I think of Tristan’s words as I fly back up to my home skymount and sneak back into my bed. There, I dream that I’m chosen to be Sent. It’s a nightmare familiar to every young Alula—even, I think, those lucky few whose blood relation to the Council exempts them from being Sent. But familiar or not, it still makes me sit bolt upright, then lie back with a relieved sigh, when I hear my aunt come in to wake me.
“Goodness!” Aunt Sern says, shaking her head. “I didn’t mean to scare you.” For a moment I think I see sympathy in her eyes, but then I blink away the haze, and her face sharpens into its usual picture of detachment. Although Aunt Sern has taken care of me ever since my mother was Sent when I was eight years old, my aunt has never allowed herself to get close to me.
“What time is it?” I ask.
“Time for you to be flitting your little self out of here. Hurry up or you’ll be late for the learnings!”
I stretch a nice self-indulgent stretch, raising my wings high above my head and yawning up at the low brown ceiling of my little room. Aunt Sern carefully uses one of her wings to turn up the lamp beside my bed. I let my eyes linger for a moment on the underside of her wing where some skin of her arm still shows through the feathers. Most Alulas are not bothered by the way their arms gradually grow into their wings. It’s a natural part of aging. But I dread it because, without separate arms to hold onto Tristan while my wings flap, bounce-flying will be impossible.
“I don’t know why it is,” continues Aunt Sern, “but you’re getting harder and harder to wake up every morning. You certainly get to bed early enough, though.”
I smile to myself as I step down onto the feather-woven rug and slip out of my nightdress into my flying cloak. Who wants to sleep when they can bounce-fly? I picture Tristan sleeping in his cave and think how lucky he is to have no one to wake him up and make him go to any learnings. But then I remember tonight’s Sending and feel panicked at the thought of the secret meeting I normally look forward to all day. Oh, why does Tristan always want to do such dangerous things?

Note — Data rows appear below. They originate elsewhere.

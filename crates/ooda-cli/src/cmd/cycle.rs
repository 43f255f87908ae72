use crate::cmd::{parse_id, read_json, Project};
use crate::output::{print_json, print_table, truncate, ts};
use anyhow::Context;
use clap::Subcommand;
use ooda_core::action::ActionDraft;
use ooda_core::cycle::{Cycle, CycleEngine, LearningDraft};
use serde_json::Value;
use std::path::Path;

// ---------------------------------------------------------------------------
// Subcommand tree
// ---------------------------------------------------------------------------

#[derive(Subcommand)]
pub enum CycleSubcommand {
    /// Start a new cycle for an agent
    Start { agent: String },

    /// Store observations and move to orienting
    Observe {
        id: String,
        /// Observation bundle as JSON (or @file)
        #[arg(long)]
        data: String,
    },

    /// Store analysis and move to deciding
    Orient {
        id: String,
        /// Analysis document as JSON (or @file)
        #[arg(long)]
        data: String,
    },

    /// Save proposed actions and move to acting
    Decide {
        id: String,
        /// JSON array of action drafts (or @file)
        #[arg(long)]
        actions: String,
    },

    /// Record an executed action against the cycle
    RecordAction {
        id: String,
        action_id: String,
        /// Action input as JSON
        #[arg(long, default_value = "{}")]
        data: String,
        /// Execution result as JSON
        #[arg(long, default_value = "{}")]
        result: String,
    },

    /// Close the act phase and move to reflecting
    CompleteAct { id: String },

    /// Store the reflection and learnings, completing the cycle
    Reflect {
        id: String,
        /// Reflection document as JSON (or @file)
        #[arg(long, default_value = "{}")]
        reflection: String,
        /// JSON array of learnings (or @file)
        #[arg(long)]
        learnings: Option<String>,
    },

    /// Mark a cycle failed
    Fail { id: String, message: String },

    /// List cycles, newest first
    List {
        #[arg(long)]
        agent: Option<String>,
        #[arg(long, default_value_t = 20)]
        limit: usize,
    },

    /// Show one cycle
    Show { id: String },

    /// Show the agent's open cycle, if any
    Current { agent: String },

    /// Cycle and learning totals for an agent
    Stats { agent: String },

    /// Learnings recorded by an agent, newest first
    Learnings {
        agent: String,
        #[arg(long = "type")]
        learning_type: Option<String>,
        #[arg(long, default_value_t = 20)]
        limit: usize,
    },
}

// ---------------------------------------------------------------------------
// Entry point
// ---------------------------------------------------------------------------

pub fn run(root: &Path, subcommand: CycleSubcommand, json: bool) -> anyhow::Result<()> {
    let project = Project::open(root)?;
    let engine = CycleEngine::new(project.store.clone());

    match subcommand {
        CycleSubcommand::Start { agent } => {
            let cycle = engine.start_cycle(&agent)?;
            report(&cycle, json, "started")
        }

        CycleSubcommand::Observe { id, data } => {
            let cycle = engine.observe(parse_id(&id)?, read_json(&data)?)?;
            report(&cycle, json, "observed")
        }

        CycleSubcommand::Orient { id, data } => {
            let cycle = engine.orient(parse_id(&id)?, read_json(&data)?)?;
            report(&cycle, json, "oriented")
        }

        CycleSubcommand::Decide { id, actions } => {
            let id = parse_id(&id)?;
            let drafts: Vec<ActionDraft> = serde_json::from_value(read_json(&actions)?)
                .context("actions must be a JSON array of action drafts")?;
            let cycle = engine.decide_actions(id, drafts)?;
            report(&cycle, json, "decided")
        }

        CycleSubcommand::RecordAction {
            id,
            action_id,
            data,
            result,
        } => {
            let cycle =
                engine.record_action(parse_id(&id)?, &action_id, read_json(&data)?, read_json(&result)?)?;
            if json {
                return print_json(&cycle);
            }
            if let Some(rec) = cycle.actions_taken.last() {
                println!("recorded {} on cycle #{}", rec.action_id, cycle.cycle_number);
                if rec.after_close {
                    println!("  note: cycle was already {}", cycle.status);
                }
                if rec.unplanned {
                    println!("  note: action was not among the cycle's decisions");
                }
            }
            Ok(())
        }

        CycleSubcommand::CompleteAct { id } => {
            let cycle = engine.complete_act_phase(parse_id(&id)?)?;
            report(&cycle, json, "act phase complete")
        }

        CycleSubcommand::Reflect {
            id,
            reflection,
            learnings,
        } => {
            let learnings: Vec<LearningDraft> = match learnings {
                Some(arg) => serde_json::from_value(read_json(&arg)?)
                    .context("learnings must be a JSON array")?,
                None => Vec::new(),
            };
            let cycle = engine.reflect(parse_id(&id)?, read_json(&reflection)?, learnings)?;
            report(&cycle, json, "completed")
        }

        CycleSubcommand::Fail { id, message } => {
            let cycle = engine.fail_cycle(parse_id(&id)?, &message)?;
            report(&cycle, json, "failed")
        }

        CycleSubcommand::List { agent, limit } => {
            let cycles = engine.list_cycles(agent.as_deref(), limit)?;
            if json {
                return print_json(&cycles);
            }
            if cycles.is_empty() {
                println!("no cycles");
                return Ok(());
            }
            print_table(
                &["ID", "AGENT", "#", "STATUS", "ACTIONS", "CREATED"],
                cycles
                    .iter()
                    .map(|c| {
                        vec![
                            c.id.to_string(),
                            c.agent_name.clone(),
                            c.cycle_number.to_string(),
                            c.status.to_string(),
                            format!("{}/{}", c.actions_taken.len(), c.decisions.len()),
                            ts(&c.created_at),
                        ]
                    })
                    .collect(),
            );
            Ok(())
        }

        CycleSubcommand::Show { id } => {
            let cycle = engine.get_cycle(parse_id(&id)?)?;
            if json {
                return print_json(&cycle);
            }
            show(&cycle);
            Ok(())
        }

        CycleSubcommand::Current { agent } => {
            let cycle = engine.current_cycle(&agent)?;
            if json {
                return print_json(&cycle);
            }
            match cycle {
                Some(c) => show(&c),
                None => println!("no open cycle for {agent}"),
            }
            Ok(())
        }

        CycleSubcommand::Stats { agent } => {
            let stats = engine.agent_stats(&agent)?;
            if json {
                return print_json(&stats);
            }
            println!("Agent:        {}", stats.agent_name);
            println!(
                "Cycles:       {} ({} completed, {} failed)",
                stats.total_cycles, stats.completed_cycles, stats.failed_cycles
            );
            println!("Success rate: {:.1}%", stats.success_rate);
            println!("Learnings:    {}", stats.total_learnings);
            for (kind, n) in &stats.learning_breakdown {
                println!("  {kind:<12} {n}");
            }
            Ok(())
        }

        CycleSubcommand::Learnings {
            agent,
            learning_type,
            limit,
        } => {
            let learnings = engine.learnings(&agent, learning_type.as_deref(), limit)?;
            if json {
                return print_json(&learnings);
            }
            if learnings.is_empty() {
                println!("no learnings for {agent}");
                return Ok(());
            }
            print_table(
                &["TYPE", "CONFIDENCE", "CYCLE", "CONTEXT", "CREATED"],
                learnings
                    .iter()
                    .map(|l| {
                        vec![
                            l.learning_type.clone(),
                            format!("{:.2}", l.confidence),
                            l.cycle_id.to_string(),
                            truncate(&l.context.to_string(), 48),
                            ts(&l.created_at),
                        ]
                    })
                    .collect(),
            );
            Ok(())
        }
    }
}

// ---------------------------------------------------------------------------
// Rendering
// ---------------------------------------------------------------------------

fn report(cycle: &Cycle, json: bool, verb: &str) -> anyhow::Result<()> {
    if json {
        return print_json(cycle);
    }
    println!(
        "{verb}: {} #{} ({}) id={}",
        cycle.agent_name, cycle.cycle_number, cycle.status, cycle.id
    );
    Ok(())
}

fn show(cycle: &Cycle) {
    println!("ID:      {}", cycle.id);
    println!("Agent:   {} #{}", cycle.agent_name, cycle.cycle_number);
    println!("Status:  {}", cycle.status);
    println!("Created: {}", ts(&cycle.created_at));
    if let Some(done) = &cycle.completed_at {
        println!("Closed:  {}", ts(done));
    }
    if let Some(err) = &cycle.error_message {
        println!("Error:   {err}");
    }

    println!("Phases:");
    for p in &cycle.phase_history {
        let exited = p.exited.as_ref().map(ts).unwrap_or_else(|| "-".to_string());
        println!("  {:<11} {} → {}", p.status.as_str(), ts(&p.entered), exited);
    }

    if let Some(obs) = &cycle.observations {
        println!("Observations: {}", summarize(obs));
    }
    if let Some(analysis) = &cycle.analysis {
        println!("Analysis:     {}", summarize(analysis));
    }

    if !cycle.decisions.is_empty() {
        println!("Decisions:");
        for id in &cycle.decisions {
            let done = cycle.actions_taken.iter().any(|r| &r.action_id == id);
            println!("  [{}] {id}", if done { "x" } else { " " });
        }
    }
    let extra: Vec<_> = cycle.actions_taken.iter().filter(|r| r.unplanned).collect();
    if !extra.is_empty() {
        println!("Unplanned actions:");
        for r in extra {
            println!("  {} at {}", r.action_id, ts(&r.executed_at));
        }
    }
}

fn summarize(v: &Value) -> String {
    match v.as_object() {
        Some(map) => {
            let keys: Vec<&str> = map.keys().map(String::as_str).collect();
            truncate(&format!("{{{}}}", keys.join(", ")), 72)
        }
        None => truncate(&v.to_string(), 72),
    }
}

I flip my learning-sack over my shoulder and head for the door.
“How about something to eat?” Aunt Sern calls after me.
“I’ll grab an apple at the surface.”
I close the door before she can start her protest, then hurry along the dim tunnelway, keeping my wings folded at my sides so they won’t bump the lamps sticking out from the curved tunnel walls. The air smells of roots and soil—not the moist, spongy soil of the ground, but the dry, airy soil of the skies.
What am I going to tell Tristan? I think as I greet an Alula rushing the other way. The Alula’s face is familiar, but we nod at each other without smiling, as is customary.
No. I must tell him no, I assure myself, walking up the stairway to the surface of the skymount. With each quick step, the air smells a little fresher and the tree roots grow a little bolder in their push through the cracks of the walls. I leap up the last steps two at a time, knock forward the door to the surface, and climb out into the morning sunlight.
By the time I wash my face in a spring and pick my breakfast off a nearby tree, the learning flit has already gathered and started reciting the Poem of the Planes. For a second I think about skipping the learnings altogether, but the teacher catches sight of me, so I hasten to join the circle, quietly mumbling along:
“Different planes, one fate ties them all.
Should one plane slip, then each shall fall.
Should one break loose and drop away,
Then none shall last another day.
For where one stops, the others end,
And if one curves, the others bend:
Different dimensions of one space,
Different places at the same place.”
The teacher turns and walks past several trees to a little creek. As always, we follow in silence, watch her scoop up a bucket full of swiftly darting water with her wing and set it down before us.
“Observe the waters of the creek,” she says. Her words are a familiar repetition. “From one angle it is like this.” She gestures at the sparkling water in the bucket, where a few little fish swim around in smooth circles. “Home to the most conscious of the water creatures: those with the most developed brains.” She holds a round magnifying scope over the water and says, “From another angle it looks like this.” The clear surface transforms into a swarm of smaller creatures that wriggle around rather aimlessly. “Home to creatures who are less conscious, who have less developed brains.”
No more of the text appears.